***** MATERIAL SUPPLIED *****
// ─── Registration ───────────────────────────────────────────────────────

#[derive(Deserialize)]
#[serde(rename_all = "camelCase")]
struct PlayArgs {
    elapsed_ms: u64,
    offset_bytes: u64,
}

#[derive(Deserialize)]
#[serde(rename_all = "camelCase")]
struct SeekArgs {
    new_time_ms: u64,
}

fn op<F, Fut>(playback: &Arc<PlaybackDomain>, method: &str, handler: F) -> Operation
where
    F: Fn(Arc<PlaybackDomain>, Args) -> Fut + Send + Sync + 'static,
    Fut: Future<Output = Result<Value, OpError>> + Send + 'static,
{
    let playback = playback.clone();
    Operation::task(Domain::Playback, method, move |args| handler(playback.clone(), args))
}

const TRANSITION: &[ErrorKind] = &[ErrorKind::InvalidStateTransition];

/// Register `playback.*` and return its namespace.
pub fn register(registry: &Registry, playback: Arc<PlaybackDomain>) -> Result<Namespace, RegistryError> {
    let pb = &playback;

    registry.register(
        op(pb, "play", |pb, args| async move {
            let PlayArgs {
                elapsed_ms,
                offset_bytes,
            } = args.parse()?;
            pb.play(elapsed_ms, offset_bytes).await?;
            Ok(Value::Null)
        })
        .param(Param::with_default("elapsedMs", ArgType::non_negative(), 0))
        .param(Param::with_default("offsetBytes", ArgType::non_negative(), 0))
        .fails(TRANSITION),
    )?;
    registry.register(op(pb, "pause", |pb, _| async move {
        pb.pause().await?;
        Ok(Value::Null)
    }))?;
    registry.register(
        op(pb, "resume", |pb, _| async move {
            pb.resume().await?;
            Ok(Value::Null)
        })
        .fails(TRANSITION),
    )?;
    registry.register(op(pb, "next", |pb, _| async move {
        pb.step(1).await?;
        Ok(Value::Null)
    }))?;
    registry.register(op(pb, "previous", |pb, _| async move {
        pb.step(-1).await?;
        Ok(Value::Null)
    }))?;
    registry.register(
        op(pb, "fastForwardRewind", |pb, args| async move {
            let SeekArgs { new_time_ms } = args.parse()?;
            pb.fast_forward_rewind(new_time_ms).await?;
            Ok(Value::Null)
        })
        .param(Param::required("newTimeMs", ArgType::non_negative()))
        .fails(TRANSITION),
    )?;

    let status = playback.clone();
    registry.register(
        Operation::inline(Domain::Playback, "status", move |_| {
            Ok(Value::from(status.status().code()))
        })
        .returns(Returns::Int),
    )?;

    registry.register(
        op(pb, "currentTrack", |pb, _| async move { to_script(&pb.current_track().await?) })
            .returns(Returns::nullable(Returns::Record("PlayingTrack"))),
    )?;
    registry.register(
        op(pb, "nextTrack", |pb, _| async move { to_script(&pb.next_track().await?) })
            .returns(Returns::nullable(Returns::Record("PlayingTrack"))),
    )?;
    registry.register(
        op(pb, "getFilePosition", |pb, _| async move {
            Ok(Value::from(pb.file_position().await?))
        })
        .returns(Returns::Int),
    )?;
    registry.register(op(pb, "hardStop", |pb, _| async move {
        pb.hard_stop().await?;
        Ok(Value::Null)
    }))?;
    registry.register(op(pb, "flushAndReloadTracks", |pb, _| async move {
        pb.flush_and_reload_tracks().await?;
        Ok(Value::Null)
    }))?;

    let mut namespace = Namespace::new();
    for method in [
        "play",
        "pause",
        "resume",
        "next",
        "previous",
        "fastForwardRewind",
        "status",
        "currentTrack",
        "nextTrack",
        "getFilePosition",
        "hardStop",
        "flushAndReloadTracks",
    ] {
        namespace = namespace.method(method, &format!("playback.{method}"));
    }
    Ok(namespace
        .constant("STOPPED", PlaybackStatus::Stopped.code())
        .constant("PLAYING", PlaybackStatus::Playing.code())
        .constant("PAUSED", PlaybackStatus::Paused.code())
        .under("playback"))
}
*****
***** MATERIAL SUPPLIED *****
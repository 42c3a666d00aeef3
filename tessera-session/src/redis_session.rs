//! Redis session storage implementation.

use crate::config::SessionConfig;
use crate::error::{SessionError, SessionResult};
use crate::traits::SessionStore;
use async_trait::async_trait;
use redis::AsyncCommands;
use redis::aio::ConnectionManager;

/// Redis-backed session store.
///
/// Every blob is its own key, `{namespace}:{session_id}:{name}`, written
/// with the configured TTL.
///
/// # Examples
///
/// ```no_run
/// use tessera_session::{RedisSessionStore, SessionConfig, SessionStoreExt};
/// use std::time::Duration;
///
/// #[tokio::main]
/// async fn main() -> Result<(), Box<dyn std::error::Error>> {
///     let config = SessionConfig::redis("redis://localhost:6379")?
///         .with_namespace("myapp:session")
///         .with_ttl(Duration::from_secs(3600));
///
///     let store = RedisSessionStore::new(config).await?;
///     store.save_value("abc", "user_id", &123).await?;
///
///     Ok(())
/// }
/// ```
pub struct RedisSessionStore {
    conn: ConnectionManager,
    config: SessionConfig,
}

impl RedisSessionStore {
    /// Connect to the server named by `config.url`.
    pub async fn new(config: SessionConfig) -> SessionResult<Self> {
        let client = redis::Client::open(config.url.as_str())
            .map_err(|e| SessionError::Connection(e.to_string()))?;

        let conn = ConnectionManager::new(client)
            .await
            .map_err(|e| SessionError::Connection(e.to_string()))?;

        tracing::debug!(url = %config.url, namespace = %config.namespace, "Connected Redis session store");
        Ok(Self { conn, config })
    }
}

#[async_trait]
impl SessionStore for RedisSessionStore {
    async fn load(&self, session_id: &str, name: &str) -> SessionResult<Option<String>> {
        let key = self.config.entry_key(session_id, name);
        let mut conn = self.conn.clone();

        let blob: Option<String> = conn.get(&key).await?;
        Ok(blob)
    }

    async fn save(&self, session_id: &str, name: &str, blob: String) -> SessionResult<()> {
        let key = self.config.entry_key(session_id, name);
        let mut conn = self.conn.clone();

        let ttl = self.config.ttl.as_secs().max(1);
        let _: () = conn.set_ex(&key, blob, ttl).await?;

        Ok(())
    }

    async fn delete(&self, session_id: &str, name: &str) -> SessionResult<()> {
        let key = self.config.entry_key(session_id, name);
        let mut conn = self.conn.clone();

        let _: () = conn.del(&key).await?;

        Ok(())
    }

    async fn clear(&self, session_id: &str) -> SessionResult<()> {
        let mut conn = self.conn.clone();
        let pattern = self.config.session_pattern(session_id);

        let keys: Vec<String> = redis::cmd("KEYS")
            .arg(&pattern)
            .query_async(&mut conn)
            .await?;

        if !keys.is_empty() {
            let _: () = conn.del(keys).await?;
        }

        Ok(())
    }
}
*****
Which lines above contain the word "Duration"? Copy all of them.

*SOLVED PROBLEM:*
/// use std::time::Duration;
///         .with_ttl(Duration::from_secs(3600));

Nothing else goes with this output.